Floating into space

Robert Nelson, ‘Floating into space’, The Age – Melbourne, 7 May 2003
05.05.2003 Dani Marti

Floating into space

May 7 2003

By Robert Nelson

VISUAL ARTS: DANI MARTI

Portrait of a Young Man Returning a Ladybird to the Grass

Arc One @ Span, city, until May 9

Sculpture is sometimes pictorial, and pictures are sometimes sculptural. At times, you can’t decide if a work is one or the other. For example, Dani Marti weaves sculptures out of ropes. They stand proud from the wall by several centimetres, but present rather like abstract paintings. The patterns caused by the grainy weave recall the polarising and scintillating effects of Op Art. They are paintings made out of rope or sculpture in the guise of painting.

Marti’s exhibition appeals to painting, in spite of the burly nylon cables that could tow a truck or moor an oil tanker. The materials belong to heavy industry but the way that they’re organised and manipulated refers to painting. His works concurrently showing at Gitte Weise in Sydney are mostly very dark, perhaps referring to the tradition of “black paintings” from Goya to conceptualism.

But Marti’s objects don’t feel like paintings. The surface isn’t really a surface, since its material constantly dives from view and resurfaces when it’s looped past another rope.
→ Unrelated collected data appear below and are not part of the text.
//! Configuration for the upskill coach handlers
//!
//! Settings come from an optional TOML file and from environment variables.
//! Environment variables always win over file values so a deployed worker can
//! be reconfigured without shipping a new file.

use serde::{Deserialize, Serialize};
use std::path::Path;
use thiserror::Error;

/// Environment variable names understood by [`CoachConfig`]
pub mod env_vars {
    pub const REGION: &str = "AWS_REGION";
    pub const MAX_PROMPT_LENGTH: &str = "MAX_PROMPT_LENGTH";
    pub const SESSION_TIMEOUT: &str = "SESSION_TIMEOUT";
    pub const GENERAL_AGENT_NAME: &str = "BEDROCK_AGENT_NAME";
    pub const GENERAL_AGENT_ID: &str = "BEDROCK_AGENT_ID";
    pub const GENERAL_AGENT_ALIAS_ID: &str = "BEDROCK_AGENT_ALIAS_ID";
    pub const COURSE_AGENT_NAME: &str = "BEDROCK_COURSEAGENT_NAME";
    pub const COURSE_AGENT_ID: &str = "BEDROCK_COURSEAGENT_ID";
    pub const COURSE_AGENT_ALIAS_ID: &str = "BEDROCK_COURSEAGENT_ALIAS_ID";
    pub const COURSES_TABLE: &str = "COURSES_TABLE";
    pub const PORT: &str = "PORT";
}

/// Top-level configuration
#[derive(Debug, Clone, Default, Serialize, Deserialize, PartialEq)]
pub struct CoachConfig {
    #[serde(default)]
    pub aws: AwsSection,
    #[serde(default)]
    pub chat: ChatSection,
    #[serde(default)]
    pub agents: AgentsSection,
    #[serde(default)]
    pub courses: CoursesSection,
    #[serde(default)]
    pub server: ServerSection,
}

#[derive(Debug, Clone, Serialize, Deserialize, PartialEq)]
pub struct AwsSection {
    #[serde(default = "default_region")]
    pub region: String,
}

impl Default for AwsSection {
    fn default() -> Self {
        Self {
            region: default_region(),
        }
    }
}

/// Chat request limits
#[derive(Debug, Clone, Serialize, Deserialize, PartialEq)]
pub struct ChatSection {
    /// Maximum prompt length in characters, measured after trimming
    #[serde(default = "default_max_prompt_length")]
    pub max_prompt_length: usize,
    /// Session lifetime hint in seconds. Sessions live in the agent service,
    /// so request handling does not consult this value.
    #[serde(default = "default_session_timeout")]
    pub session_timeout_secs: u64,
}

impl Default for ChatSection {
    fn default() -> Self {
        Self {
            max_prompt_length: default_max_prompt_length(),
            session_timeout_secs: default_session_timeout(),
        }
    }
}

/// A deployed agent: identifier plus the alias pointing at its configuration
#[derive(Debug, Clone, Serialize, Deserialize, PartialEq)]
pub struct AgentTarget {
    pub name: String,
    #[serde(default)]
    pub id: String,
    #[serde(default)]
    pub alias_id: String,
}

impl AgentTarget {
    pub fn new(name: impl Into<String>, id: impl Into<String>, alias_id: impl Into<String>) -> Self {
        Self {
            name: name.into(),
            id: id.into(),
            alias_id: alias_id.into(),
        }
    }
}

/// The two backend agents a chat prompt can be forwarded to
#[derive(Debug, Clone, Serialize, Deserialize, PartialEq)]
pub struct AgentsSection {
    #[serde(default = "default_general_agent")]
    pub general: AgentTarget,
    #[serde(default = "default_course_agent")]
    pub course: AgentTarget,
}

impl Default for AgentsSection {
    fn default() -> Self {
        Self {
            general: default_general_agent(),
            course: default_course_agent(),
        }
    }
}

impl AgentsSection {
    /// Both agents need usable identifiers before any prompt can be forwarded
    pub fn validate(&self) -> Result<(), ConfigError> {
        for (role, target) in [("general", &self.general), ("course", &self.course)] {
            validate_identifier(&format!("agents.{role}.id"), &target.id)?;
            validate_identifier(&format!("agents.{role}.alias_id"), &target.alias_id)?;
        }
        Ok(())
    }
}

#[derive(Debug, Clone, Serialize, Deserialize, PartialEq)]
pub struct CoursesSection {
    #[serde(default = "default_table_name")]
    pub table_name: String,
}

impl Default for CoursesSection {
    fn default() -> Self {
        Self {
            table_name: default_table_name(),
        }
    }
}

#[derive(Debug, Clone, Serialize, Deserialize, PartialEq)]
pub struct ServerSection {
    #[serde(default = "default_port")]
    pub port: u16,
}

impl Default for ServerSection {
    fn default() -> Self {
        Self {
            port: default_port(),
        }
    }
}

fn default_region() -> String {
    "ap-south-1".to_string()
}

fn default_max_prompt_length() -> usize {
    4000
}

fn default_session_timeout() -> u64 {
    3600 // 1 hour
}

fn default_general_agent() -> AgentTarget {
    AgentTarget::new("myagent-invoke-llm", "", "")
}

fn default_course_agent() -> AgentTarget {
    AgentTarget::new("CourseAgent", "", "")
}

fn default_table_name() -> String {
    "MyCourses".to_string()
}

fn default_port() -> u16 {
    8080
}

/// Configuration loading errors
#[derive(Debug, Error)]
pub enum ConfigError {
    #[error("Failed to read config file: {0}")]
    FileRead(#[from] std::io::Error),
    #[error("Failed to parse TOML: {0}")]
    TomlParse(#[from] toml::de::Error),
    #[error("Invalid value for {name}: {value}")]
    InvalidEnvValue { name: String, value: String },
    #[error("Invalid identifier for {field}: '{value}' must match [a-zA-Z0-9]+")]
    InvalidIdentifier { field: String, value: String },
    #[error("Invalid configuration: {0}")]
    InvalidConfig(String),
}

impl CoachConfig {
    /// Load configuration from a TOML file, then apply environment overrides
    pub fn load_from_file(path: &Path) -> Result<Self, ConfigError> {
        let content = std::fs::read_to_string(path)?;
        let mut config: CoachConfig = toml::from_str(&content)?;
        config.apply_overrides(|name| std::env::var(name).ok())?;
        config.validate()?;
        Ok(config)
    }

    /// Build configuration from defaults and environment variables only
    pub fn from_env() -> Result<Self, ConfigError> {
        Self::from_lookup(|name| std::env::var(name).ok())
    }

    /// Build configuration from defaults and an arbitrary variable source
    pub fn from_lookup<F>(lookup: F) -> Result<Self, ConfigError>
    where
        F: Fn(&str) -> Option<String>,
    {
        let mut config = CoachConfig::default();
        config.apply_overrides(lookup)?;
        config.validate()?;
        Ok(config)
    }

    /// Overlay values from a variable source onto this configuration
    pub fn apply_overrides<F>(&mut self, lookup: F) -> Result<(), ConfigError>
    where
        F: Fn(&str) -> Option<String>,
    {
        let text = |name: &str| lookup(name).filter(|v| !v.trim().is_empty());

        if let Some(region) = text(env_vars::REGION) {
            self.aws.region = region;
        }
        if let Some(raw) = text(env_vars::MAX_PROMPT_LENGTH) {
            self.chat.max_prompt_length = parse_number(env_vars::MAX_PROMPT_LENGTH, &raw)?;
        }
        if let Some(raw) = text(env_vars::SESSION_TIMEOUT) {
            self.chat.session_timeout_secs = parse_number(env_vars::SESSION_TIMEOUT, &raw)?;
        }
        if let Some(name) = text(env_vars::GENERAL_AGENT_NAME) {
            self.agents.general.name = name;
        }
        if let Some(id) = text(env_vars::GENERAL_AGENT_ID) {
            self.agents.general.id = id;
        }
        if let Some(alias) = text(env_vars::GENERAL_AGENT_ALIAS_ID) {
            self.agents.general.alias_id = alias;
        }
        if let Some(name) = text(env_vars::COURSE_AGENT_NAME) {
            self.agents.course.name = name;
        }
        if let Some(id) = text(env_vars::COURSE_AGENT_ID) {
            self.agents.course.id = id;
        }
        if let Some(alias) = text(env_vars::COURSE_AGENT_ALIAS_ID) {
            self.agents.course.alias_id = alias;
        }
        if let Some(table) = text(env_vars::COURSES_TABLE) {
            self.courses.table_name = table;
        }
        if let Some(raw) = text(env_vars::PORT) {
            self.server.port = parse_number(env_vars::PORT, &raw)?;
        }

        Ok(())
    }

    /// Validate settings shared by both handlers.
    ///
    /// Agent identifiers are checked separately by [`AgentsSection::validate`]
    /// because the course lookup handler runs without them.
    pub fn validate(&self) -> Result<(), ConfigError> {
        if self.aws.region.trim().is_empty() {
            return Err(ConfigError::InvalidConfig(
                "aws.region must not be empty".to_string(),
            ));
        }
        if self.chat.max_prompt_length == 0 {
            return Err(ConfigError::InvalidConfig(
                "chat.max_prompt_length must be greater than zero".to_string(),
            ));
        }
        if self.courses.table_name.trim().is_empty() {
            return Err(ConfigError::InvalidConfig(
                "courses.table_name must not be empty".to_string(),
            ));
        }
        Ok(())
    }

    /// Create a fully populated configuration for unit testing
    #[cfg(test)]
    pub fn test_config() -> Self {
        let toml_content = r#"
[aws]
region = "us-east-1"

[agents.general]
name = "general-coach"
id = "GENERAL001"
alias_id = "ALIAS001"

[agents.course]
name = "course-coach"
id = "COURSE001"
alias_id = "ALIAS002"
"#;
        toml::from_str(toml_content).expect("Test config should parse")
    }
}

fn parse_number<T: std::str::FromStr>(name: &str, raw: &str) -> Result<T, ConfigError> {
    raw.trim()
        .parse()
        .map_err(|_| ConfigError::InvalidEnvValue {
            name: name.to_string(),
            value: raw.to_string(),
        })
}

/// Agent and alias identifiers are short alphanumeric tokens
fn validate_identifier(field: &str, value: &str) -> Result<(), ConfigError> {
    if value.is_empty() || !value.chars().all(|c| c.is_ascii_alphanumeric()) {
        return Err(ConfigError::InvalidIdentifier {
            field: field.to_string(),
            value: value.to_string(),
        });
    }
    Ok(())
}

#[cfg(test)]
mod tests {
    use super::*;
    use std::collections::HashMap;

    fn lookup_from(pairs: &[(&str, &str)]) -> impl Fn(&str) -> Option<String> {
        let vars: HashMap<String, String> = pairs
            .iter()
            .map(|(k, v)| (k.to_string(), v.to_string()))
            .collect();
        move |name| vars.get(name).cloned()
    }

    #[test]
    fn test_defaults() {
        let config = CoachConfig::default();
        assert_eq!(config.aws.region, "ap-south-1");
        assert_eq!(config.chat.max_prompt_length, 4000);
        assert_eq!(config.chat.session_timeout_secs, 3600);
        assert_eq!(config.courses.table_name, "MyCourses");
        assert_eq!(config.server.port, 8080);
        assert_eq!(config.agents.general.name, "myagent-invoke-llm");
        assert!(config.agents.general.id.is_empty());
    }

    #[test]
    fn test_env_overrides() {
        let config = CoachConfig::from_lookup(lookup_from(&[
            ("AWS_REGION", "eu-west-1"),
            ("MAX_PROMPT_LENGTH", "120"),
            ("BEDROCK_AGENT_ID", "AGENT1"),
            ("BEDROCK_AGENT_ALIAS_ID", "ALIAS1"),
            ("BEDROCK_COURSEAGENT_ID", "AGENT2"),
            ("BEDROCK_COURSEAGENT_ALIAS_ID", "ALIAS2"),
            ("COURSES_TABLE", "OtherCourses"),
        ]))
        .unwrap();

        assert_eq!(config.aws.region, "eu-west-1");
        assert_eq!(config.chat.max_prompt_length, 120);
        assert_eq!(config.agents.general.id, "AGENT1");
        assert_eq!(config.agents.course.alias_id, "ALIAS2");
        assert_eq!(config.courses.table_name, "OtherCourses");
        assert!(config.agents.validate().is_ok());
    }

    #[test]
    fn test_blank_env_values_are_ignored() {
        let config = CoachConfig::from_lookup(lookup_from(&[("AWS_REGION", "   ")])).unwrap();
        assert_eq!(config.aws.region, "ap-south-1");
    }

    #[test]
    fn test_invalid_number_is_rejected() {
        let result = CoachConfig::from_lookup(lookup_from(&[("MAX_PROMPT_LENGTH", "lots")]));
        assert!(matches!(
            result,
            Err(ConfigError::InvalidEnvValue { ref name, .. }) if name == "MAX_PROMPT_LENGTH"
        ));
    }

    #[test]
    fn test_zero_prompt_length_is_rejected() {
        let result = CoachConfig::from_lookup(lookup_from(&[("MAX_PROMPT_LENGTH", "0")]));
        assert!(matches!(result, Err(ConfigError::InvalidConfig(_))));
    }

    #[test]
    fn test_missing_agent_ids_fail_agent_validation_only() {
        let config = CoachConfig::from_lookup(lookup_from(&[])).unwrap();
        assert!(config.validate().is_ok());
        assert!(matches!(
            config.agents.validate(),
            Err(ConfigError::InvalidIdentifier { .. })
        ));
    }

    #[test]
    fn test_identifier_format() {
        assert!(validate_identifier("id", "TSTALIASID").is_ok());
        assert!(validate_identifier("id", "abc123").is_ok());
        assert!(validate_identifier("id", "").is_err());
        assert!(validate_identifier("id", "bad-id").is_err());
        assert!(validate_identifier("id", "bad id").is_err());
    }

    #[test]
    fn test_test_config_is_complete() {
        let config = CoachConfig::test_config();
        assert!(config.validate().is_ok());
        assert!(config.agents.validate().is_ok());
        assert_eq!(config.agents.course.name, "course-coach");
        assert_eq!(config.chat.max_prompt_length, 4000);
    }
}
Your gaze almost disappears into the weave. The surface is uncanny, exaggerated, fierce: it has an untoward volume, not exactly rugged because it’s also regular and patterned. And yet even the way that the hefty fibres snake in and out of the plane refers to painting, for most easel paintings are created on a woven support (canvas) that Marti’s constructions parody.

These works have a striking visuality, with marvellous associations and references. But having hit upon such a great ruse, where will the artist take the metaphors and materials in the future?